Agencies that ignore the anchor make one of two mistakes. They price far above it with no articulated reason, and get undercut the moment a prospect finds the direct option. Or they price at or below it, competing with the platform on the platform's own commodity terms and erasing the margin that makes the service worth running. The anchor is a gift: it lets you say out loud what your premium buys.

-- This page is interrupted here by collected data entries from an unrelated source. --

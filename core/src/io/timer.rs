use crate::io::interrupts::{InterruptFlags, Interrupts};
use crate::parcel::{Parcel, ParcelReader, StateError};

/// DIV: the high byte of the internal 16-bit counter, so it counts up
/// at 16384 Hz (double that in CGB double speed, where the whole
/// counter runs at the CPU rate). Any write clears the full counter,
/// not just the visible byte.
pub const DIVIDER_REGISTER: u16 = 0xFF04;
/// TIMA: counts at whichever rate the TAC mux selects. Wrapping past
/// 0xFF reloads it from TMA one M-cycle later and raises the timer
/// interrupt.
pub const TIMER_COUNTER: u16 = 0xFF05;
/// TMA: the value TIMA restarts from after an overflow.
pub const TIMER_MODULO: u16 = 0xFF06;
/// TAC: bit 2 enables TIMA, bits 0-1 pick its rate.
pub const TIMER_CONTROL: u16 = 0xFF07;

/// TIMA increments on the falling edge of one bit of the internal
/// divider, selected by the TAC frequency mux.
const MUX_BITS: [u16; 4] = [
    1 << 9, // 4096 Hz
    1 << 3, // 262144 Hz
    1 << 5, // 65536 Hz
    1 << 7, // 16384 Hz
];

/// The overflow window and the reload cycle each last one M-cycle.
const RELOAD_TICKS: u8 = 4;

/// Where TIMA is inside its overflow/reload pipeline.
///
/// `Overflowed` is the M-cycle right after the increment that wrapped:
/// TIMA reads 0, a TIMA write aborts the reload. `Reloading` is the
/// M-cycle in which TMA has just been copied in: TIMA writes are
/// ignored and a TMA write shows up in TIMA immediately.
#[derive(Debug, Copy, Clone, PartialEq, Eq)]
enum ReloadState {
    Inactive,
    Overflowed(u8),
    Reloading(u8),
}

#[derive(Debug)]
pub struct Timers {
    /// 16-bit counter incremented every T-cycle. DIV is its high byte.
    pub div_ticks: u16,
    tima: u8,
    tma: u8,
    tac: u8,
    reload: ReloadState,
}

impl Default for Timers {
    fn default() -> Self {
        Timers {
            div_ticks: 0,
            tima: 0,
            tma: 0,
            tac: 0,
            reload: ReloadState::Inactive,
        }
    }
}

impl Timers {
    pub fn new() -> Self {
        Default::default()
    }

    pub fn divider_register(&self) -> u8 {
        (self.div_ticks >> 8) as u8
    }

    pub fn timer_counter(&self) -> u8 {
        self.tima
    }

    pub fn timer_modulo(&self) -> u8 {
        self.tma
    }

    pub fn timer_control(&self) -> u8 {
        self.tac | 0xF8
    }

    /// Advance the divider by one T-cycle, driving TIMA through its
    /// falling-edge detector and the overflow pipeline.
    pub fn tick(&mut self, interrupts: &mut Interrupts) {
        match self.reload {
            ReloadState::Overflowed(ticks) => {
                if ticks == 1 {
                    self.tima = self.tma;
                    interrupts.request(InterruptFlags::TIMER);
                    self.reload = ReloadState::Reloading(RELOAD_TICKS);
                } else {
                    self.reload = ReloadState::Overflowed(ticks - 1);
                }
            }
            ReloadState::Reloading(ticks) => {
                self.reload = if ticks == 1 {
                    ReloadState::Inactive
                } else {
                    ReloadState::Reloading(ticks - 1)
                };
            }
            ReloadState::Inactive => {}
        }

        let old_ticks = self.div_ticks;
        self.div_ticks = self.div_ticks.wrapping_add(1);

        if self.fell(old_ticks, self.div_ticks) {
            self.increment_tima();
        }
    }

    /// Whether the TAC-selected divider bit went from 1 to 0, gated by
    /// the TAC enable bit.
    fn fell(&self, old_ticks: u16, new_ticks: u16) -> bool {
        if self.tac & 0x4 == 0 {
            return false;
        }
        let bit = MUX_BITS[(self.tac & 0x3) as usize];
        (old_ticks & bit) != 0 && (new_ticks & bit) == 0
    }

    fn increment_tima(&mut self) {
        let (new_value, overflowed) = self.tima.overflowing_add(1);
        self.tima = new_value;
        if overflowed {
            // TIMA reads 0 for one M-cycle before TMA is loaded.
            self.reload = ReloadState::Overflowed(RELOAD_TICKS);
        }
    }

    /// Any write to DIV resets the whole internal counter, which can
    /// spuriously increment TIMA if the selected bit was high.
    pub fn set_divider(&mut self) {
        let old_ticks = self.div_ticks;
        self.div_ticks = 0;
        if self.fell(old_ticks, 0) {
            self.increment_tima();
        }
    }

    /// Write to TIMA. Inside the overflow window this aborts the
    /// reload; during the reload cycle itself the write is lost.
    pub fn set_timer_counter(&mut self, value: u8) {
        match self.reload {
            ReloadState::Overflowed(_) => {
                self.reload = ReloadState::Inactive;
                self.tima = value;
            }
            ReloadState::Reloading(_) => {}
            ReloadState::Inactive => self.tima = value,
        }
    }

    /// Write to TMA. During the reload cycle the new value is what ends
    /// up in TIMA.
    pub fn set_tma(&mut self, value: u8) {
        self.tma = value;
        if let ReloadState::Reloading(_) = self.reload {
            self.tima = value;
        }
    }

    /// Write to TAC. Disabling the timer, or moving the mux from a high
    /// bit to a low one, trips the falling-edge detector.
    pub fn set_timer_control(&mut self, value: u8) {
        let old_enabled = self.tac & 0x4 != 0;
        let old_bit = MUX_BITS[(self.tac & 0x3) as usize];
        let new_enabled = value & 0x4 != 0;
        let new_bit = MUX_BITS[(value & 0x3) as usize];
        self.tac = value & 0x7;

        let old_high = old_enabled && (self.div_ticks & old_bit) != 0;
        let new_high = new_enabled && (self.div_ticks & new_bit) != 0;
        if old_high && !new_high {
            self.increment_tima();
        }
    }

    pub fn save_state(&self, parcel: &mut Parcel) {
        parcel.write_u16(self.div_ticks);
        parcel.write_u8(self.tima);
        parcel.write_u8(self.tma);
        parcel.write_u8(self.tac);
        let (state, ticks) = match self.reload {
            ReloadState::Inactive => (0, 0),
            ReloadState::Overflowed(t) => (1, t),
            ReloadState::Reloading(t) => (2, t),
        };
        parcel.write_u8(state);
        parcel.write_u8(ticks);
    }

    pub fn load_state(&mut self, reader: &mut ParcelReader<'_>) -> Result<(), StateError> {
        self.div_ticks = reader.read_u16()?;
        self.tima = reader.read_u8()?;
        self.tma = reader.read_u8()?;
        self.tac = reader.read_u8()? & 0x7;
        let state = reader.read_u8()?;
        let ticks = reader.read_u8()?;
        if ticks > RELOAD_TICKS {
            return Err(StateError::Content("timer reload countdown out of range"));
        }
        self.reload = match state {
            0 => ReloadState::Inactive,
            1 => ReloadState::Overflowed(ticks),
            2 => ReloadState::Reloading(ticks),
            _ => return Err(StateError::Content("unknown timer reload state")),
        };
        Ok(())
    }
}

#[cfg(test)]
mod tests {
    use super::*;
    use pretty_assertions::assert_eq;

    fn tick_m_cycle(timers: &mut Timers, interrupts: &mut Interrupts) {
        for _ in 0..4 {
            timers.tick(interrupts);
        }
    }

    #[test]
    fn div_is_high_byte_of_counter() {
        let mut timers = Timers::new();
        let mut interrupts = Interrupts::new();
        for _ in 0..0x200 {
            timers.tick(&mut interrupts);
        }
        assert_eq!(timers.divider_register(), 0x02);
    }

    #[test]
    fn tima_increments_at_selected_rate() {
        let mut timers = Timers::new();
        let mut interrupts = Interrupts::new();
        // Enable at 262144 Hz: one increment every 16 T-cycles.
        timers.set_timer_control(0x05);
        for _ in 0..64 {
            timers.tick(&mut interrupts);
        }
        assert_eq!(timers.timer_counter(), 4);
    }

    #[test]
    fn overflow_reads_zero_then_reloads_tma() {
        let mut timers = Timers::new();
        let mut interrupts = Interrupts::new();
        timers.set_timer_control(0x05);
        timers.set_tma(0x03);
        timers.set_timer_counter(0xFF);

        // Run up to the overflowing edge.
        while timers.timer_counter() != 0 {
            timers.tick(&mut interrupts);
        }
        // Overflow window: TIMA reads 0, the interrupt has not fired yet.
        assert_eq!(timers.timer_counter(), 0);
        assert!(!interrupts.interrupt_flag.contains(InterruptFlags::TIMER));

        tick_m_cycle(&mut timers, &mut interrupts);
        assert_eq!(timers.timer_counter(), 0x03);
        assert!(interrupts.interrupt_flag.contains(InterruptFlags::TIMER));
    }

    #[test]
    fn tima_write_in_overflow_window_cancels_reload() {
        let mut timers = Timers::new();
        let mut interrupts = Interrupts::new();
        timers.set_timer_control(0x05);
        timers.set_tma(0x03);
        timers.set_timer_counter(0xFF);
        while timers.timer_counter() != 0 {
            timers.tick(&mut interrupts);
        }

        timers.set_timer_counter(0x42);
        tick_m_cycle(&mut timers, &mut interrupts);
        assert_eq!(timers.timer_counter(), 0x42);
        assert!(!interrupts.interrupt_flag.contains(InterruptFlags::TIMER));
    }

    #[test]
    fn div_write_can_tick_tima() {
        let mut timers = Timers::new();
        let mut interrupts = Interrupts::new();
        timers.set_timer_control(0x05);
        // Put the selected bit (bit 3) high, then reset the divider.
        for _ in 0..8 {
            timers.tick(&mut interrupts);
        }
        let before = timers.timer_counter();
        timers.set_divider();
        assert_eq!(timers.timer_counter(), before + 1);
    }
}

Transparent anchoring beats being discovered. When a client can look up the retail price of the tool underneath your service, the winning move is to name it first and explain your premium — not to hope they never check.— ClickRadius Institute
Value versus cost: price the outcome, floor on the inputs
The deeper pricing decision is what you anchor value to. Two philosophies compete:
- Cost-plus starts from your hours and adds a margin. It is safe, easy, and leaves money on the table, because it ties your price to your effort rather than the client's outcome. In GEO the disconnect is severe: a single citation on a high-intent buying question can be worth far more than the hours behind the page that earned it.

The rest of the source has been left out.